Other films feature the attempt to save animals and species around the world, whose survival also has an impact far beyond that single life or the one species’ lives. Those films include David Hambridge’s KIFARU, about the effort of a small group of rangers in Kenya’s Ol Pejeta Conservancy, devoted to caring for and protecting Sudan, the last male white rhino, along with Sudan’s daughter and granddaughter. Richard Ladkani’s SEA OF SHADOWS focuses on the fight to save the earth’s smallest whale, the vaquita, which is at the point of extinction due to the mass fishing of the totoaba (described as the “cocaine of the sea” due to the black market price for the fish’s bladder) in Mexico’s Sea of Cortez.

Rob Stewart’s SHARKWATER EXTINCTION follows the late filmmaker and activist’s continued efforts to expose the shark fin and fishing industry that continue to drive the extinction of the species. Ross Kauffman’s TIGERLAND weaves together two stories of tiger conservation – one a half century ago in India, and the second, which is taking place today in Russia’s Far East, where guardians of the last Siberian tigers risk everything to save the species.

Tigerland

Additional Highlight Films

Additional highlights include John Chester’s THE BIGGEST LITTLE FARM, about a couple that took a vision to start a farm that produced a wide variety of fresh, thoughtfully grown food and turned it into a robust and highly functioning biodynamic operation that grows food without pesticides, poisons or any of the other mainstays of modern farming. Shannon Service and Jeffrey Waldron’s GHOST FLEET shows the human trafficking in the Thailand fishing industry that has resulted from years of illegal and invasive fishing forcing boats further and further from shore.

Slater Jewell-Kemker’s YOUTH UNSTOPPABLE: THE RISE OF THE GLOBAL YOUTH CLIMATE MOVEMENT follows the 15-year-old filmmaker’s chronicling of the rise of young environmental activists fighting for a better future. In this film, she tells her eight year story from the unique perspective of an activist whose coming of age parallels the movement.
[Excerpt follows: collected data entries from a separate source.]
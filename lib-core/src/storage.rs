use std::{
    fs, io,
    path::{Path, PathBuf},
};

/// Provides directories of the local library.
pub trait StorageManager: Send + Sync {
    /// Returns directories that are searched for archives.
    fn readable_dirs(&self) -> Vec<PathBuf>;
    /// Returns directories where archives may be written or deleted.
    fn writeable_dirs(&self) -> Vec<PathBuf>;
    /// Returns a directory for new archives. `None` if there is no writeable directory.
    fn default_writeable_dir(&self) -> Option<PathBuf>;
}

/// A storage manager over a fixed list of directories, all readable and writeable.
#[derive(Debug, Clone)]
pub struct DirStorage {
    dirs: Vec<PathBuf>,
    preferred: Option<PathBuf>,
}

impl DirStorage {
    /// Creates a storage over directories. Missing directories are created.
    ///
    /// # Errors
    ///
    /// Returns an error if a directory cannot be created.
    pub fn new(dirs: impl IntoIterator<Item = PathBuf>) -> io::Result<Self> {
        let dirs: Vec<PathBuf> = dirs.into_iter().collect();
        for d in &dirs {
            fs::create_dir_all(d)?;
        }
        Ok(Self { dirs, preferred: None })
    }

    /// Sets a preferred directory for new archives. It is added to the list if it is not there.
    ///
    /// # Errors
    ///
    /// Returns an error if the directory cannot be created.
    pub fn with_preferred(mut self, dir: &Path) -> io::Result<Self> {
        fs::create_dir_all(dir)?;
        if !self.dirs.iter().any(|d| d == dir) {
            self.dirs.push(dir.to_path_buf());
        }
        self.preferred = Some(dir.to_path_buf());
        Ok(self)
    }
}

impl StorageManager for DirStorage {
    fn readable_dirs(&self) -> Vec<PathBuf> {
        self.dirs.iter().filter(|d| d.is_dir()).cloned().collect()
    }
    fn writeable_dirs(&self) -> Vec<PathBuf> {
        self.dirs.iter()
            .filter(|d| fs::metadata(d).is_ok_and(|m| m.is_dir() && !m.permissions().readonly()))
            .cloned()
            .collect()
    }
    fn default_writeable_dir(&self) -> Option<PathBuf> {
        let w = self.writeable_dirs();
        self.preferred.as_ref()
            .filter(|p| w.contains(p))
            .cloned()
            .or_else(|| w.into_iter().next())
    }
}

#[cfg(test)]
mod tests {
    use super::*;

    #[test]
    fn preferred_dir_is_default() {
        let root = tempfile::tempdir().unwrap();
        let a = root.path().join("a");
        let b = root.path().join("b");
        let s = DirStorage::new([a.clone()]).unwrap();
        assert_eq!(s.default_writeable_dir(), Some(a.clone()));
        let s = s.with_preferred(&b).unwrap();
        assert_eq!(s.default_writeable_dir(), Some(b.clone()));
        assert_eq!(s.readable_dirs(), [a, b]);
    }
}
Two films at the festival share the lineage of one of the “fathers” of conservation and the sea, Jacques Cousteau. Céline Cousteau’s TRIBES ON THE EDGE, takes his granddaughter into the depths of the Amazon jungle where she bears witness to indigenous communities’ fight for survival. There, she shares rarely seen cultural traditions and ways of life that oftentimes clash with their colonial backdrop, documenting the mounting threats to their land, health and ways of life. Jean-Michel Cousteau and Jean-Jacques Mantello WONDERS OF THE SEA – 3D continues Cousteau’s father’s mission: educating the world about the miracles of the sea so they too will protect its vast, fragile and crucial resources.
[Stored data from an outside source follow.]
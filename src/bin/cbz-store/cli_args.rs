use std::path::PathBuf;

use cbz_store_core::model::SortOrder;

#[derive(Debug, clap::Parser)]
#[command(version, about)]
pub struct Args {
    #[command(subcommand)]
    pub cmd: Cmd
}

#[derive(Debug, clap::Subcommand)]
pub enum Cmd {
    /// List works of the library
    List(ListArgs),

    /// Show a work stored in an archive
    Info(ArchiveArgs),

    /// List pages of a stored work
    Pages(PagesArgs),

    /// Pack a directory of images into the library
    Pack(PackArgs),

    /// Delete archives
    Rm(RmArgs),

    /// Delete chapters from archives
    RmChapters(RmChaptersArgs),

    /// Import an external archive into the library
    Import(ImportArgs),

    /// Remove temporary files of interrupted writes
    Cleanup(CommonArgs),

    /// Check the config file
    Check(CommonArgs)
}

#[derive(Debug, clap::Args)]
pub struct ListArgs {
    /// Show only works whose title contains this text
    #[arg(short, long)]
    pub query: Option<String>,

    /// Show only works with this tag key (can be repeated)
    #[arg(short, long = "tag")]
    pub tags: Vec<String>,

    /// Hide works with this tag key (can be repeated)
    #[arg(short = 'x', long = "exclude-tag")]
    pub tags_exclude: Vec<String>,

    /// Sort order: alphabetical, rating, newest or updated
    #[arg(short, long)]
    pub sort: Option<SortOrder>,

    #[command(flatten)]
    pub common: CommonArgs
}

#[derive(Debug, clap::Args)]
pub struct ArchiveArgs {
    /// Path to an archive of the library
    pub path: PathBuf,

    #[command(flatten)]
    pub common: CommonArgs
}

#[derive(Debug, clap::Args)]
pub struct PagesArgs {
    /// Path to an archive of the library
    pub path: PathBuf,

    /// Show only this chapter
    #[arg(long)]
    pub chapter: Option<i64>,

    #[command(flatten)]
    pub common: CommonArgs
}

#[derive(Debug, clap::Args)]
pub struct PackArgs {
    /// A directory of images. Each subdirectory becomes a chapter; without subdirectories the images form one chapter
    #[arg(short = 'i', long = "in")]
    pub path: PathBuf,

    /// Title of the work
    #[arg(short, long)]
    pub title: String,

    /// Identifier of the work (derived from the title if missing)
    #[arg(long)]
    pub id: Option<i64>,

    /// Source name of the work
    #[arg(long, default_value = "MANUAL")]
    pub source: String,

    /// Cover image (the first page is used if missing)
    #[arg(long)]
    pub cover: Option<PathBuf>,

    #[command(flatten)]
    pub common: CommonArgs
}

#[derive(Debug, clap::Args)]
pub struct RmArgs {
    /// Paths to archives of the library
    #[arg(required = true)]
    pub paths: Vec<PathBuf>,

    #[command(flatten)]
    pub common: CommonArgs
}

#[derive(Debug, clap::Args)]
pub struct RmChaptersArgs {
    /// Paths to archives of the library
    #[arg(required = true)]
    pub paths: Vec<PathBuf>,

    /// Chapter ids to remove
    #[arg(long, value_delimiter = ',', required = true)]
    pub ids: Vec<i64>,

    #[command(flatten)]
    pub common: CommonArgs
}

#[derive(Debug, clap::Args)]
pub struct ImportArgs {
    /// Paths to external archives
    #[arg(required = true)]
    pub paths: Vec<PathBuf>,

    #[command(flatten)]
    pub common: CommonArgs
}

#[derive(Debug, clap::Args)]
pub struct CommonArgs {
    /// Do not print per-archive errors
    #[arg(long)]
    pub silent: bool,

    /// Library directory (can be repeated). Overrides directories of the config file
    #[arg(short = 'd', long = "dir")]
    pub dirs: Vec<PathBuf>,

    /// (Optional) Use custom .toml config file. If no path is provided, it will use `cbz-store.toml`
    #[arg(short = 'c', long)]
    pub config: Option<PathBuf>
}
40+ Virtual, Enhanced Reality Experiences

EarthxInteractive, the interactive sub-division of the film festival, will present more than 40 cutting-edge virtual, augmented and mixed reality experiences that push the boundaries of storytelling. Employing immersive technology to raise awareness for pressing global environmental issues, attendees will have the opportunity to go on wild, immersive journeys like swim with sharks, explore conservation efforts for some of the world’s greatest reefs and free dive with endangered whales in remote waters. The programming aligns closely with the year’s expo theme “Water for All,” showcasing ways to sustain clean, clear, abundant water for all and to protect the world’s oceans, rivers and lakes through immersive content.
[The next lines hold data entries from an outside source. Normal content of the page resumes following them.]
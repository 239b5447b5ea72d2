//! CBZ-Store keeps downloaded manga as self-contained ZIP archives ("CBZ").
//! Every archive carries an `index.json` entry describing the work, its chapters and its cover,
//! and page entries are named so that a plain lexicographic sort gives the reading order.
//!
//! You should be interested in the `repository` module. It lists, searches and mutates
//! the local library, serializing every mutation of a work through a per-work lock.
//! The `output` module writes, merges and filters single archives.

/// Data model shared by readers, writers and the repository.
pub mod model;
/// The logical index stored inside every archive.
pub mod index;
/// Reading and saving entries (file system or ZIP archive).
pub mod entry;
/// Reading works, chapters and pages back from an archive.
pub mod input;
/// Writing, merging and filtering archives.
pub mod output;
/// Keyed mutual exclusion for archive mutations.
pub mod lock;
/// Directories that hold the local library.
pub mod storage;
/// Listing, searching and mutating the local library.
pub mod repository;
/// Errors and error collecting for archives.
pub mod errors;
/// Engine configuration.
pub mod cfg;
/// Natural ordering of names with embedded numbers.
pub mod cmp;
/// Known image formats.
pub mod ext;

pub use errors::StoreError;

/// A result type used by this crate.
pub type Result_<T> = Result<T, StoreError>;

/// A progress state to update information about a currently processed archive
#[derive(Debug, Clone)]
pub enum ProgressState {
    /// Starts a progress with a step count
    Start(usize),
    /// Pushes a new step with text
    Push(usize, std::sync::Arc<str>),
    /// Marks a progress as finished
    Finish
}

const CHANNEL_CLOSED_EARLY: &str = "channel closed early";

/// Sends a progress message, turning a closed channel into an error.
///
/// # Errors
///
/// Returns an error if the receiving side is gone.
pub fn wrap_send<T>(s: &crossbeam_channel::Sender<T>, t: T) -> Result_<()> {
    s.send(t).map_err(|_| StoreError::Io(std::io::Error::new(std::io::ErrorKind::BrokenPipe, CHANNEL_CLOSED_EARLY)))
}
From April 26-28, visitors will enjoy a lineup of top experiences, educational workshops and exhibits that address relevant environmental issues. Attendees will also be treated to world premieres including Underwater Earth’s “Guardians of the Kingdom,” narrated by Sylvia Earle – a 360 film that transports audiences into the waters of Tonga to reconnect whales and humans, 360 Labs’ 360 film “Tree Hugger,” which inserts viewers’ heads into a tree knot for a chance to explore the Sequoia’s inner world. Conservation International’s interactive VR experience “The Elephant Keeper” will also screen alongside the 360-degree film “My Africa” featuring Academy Award-winning actress and activist Lupita Nyong’o.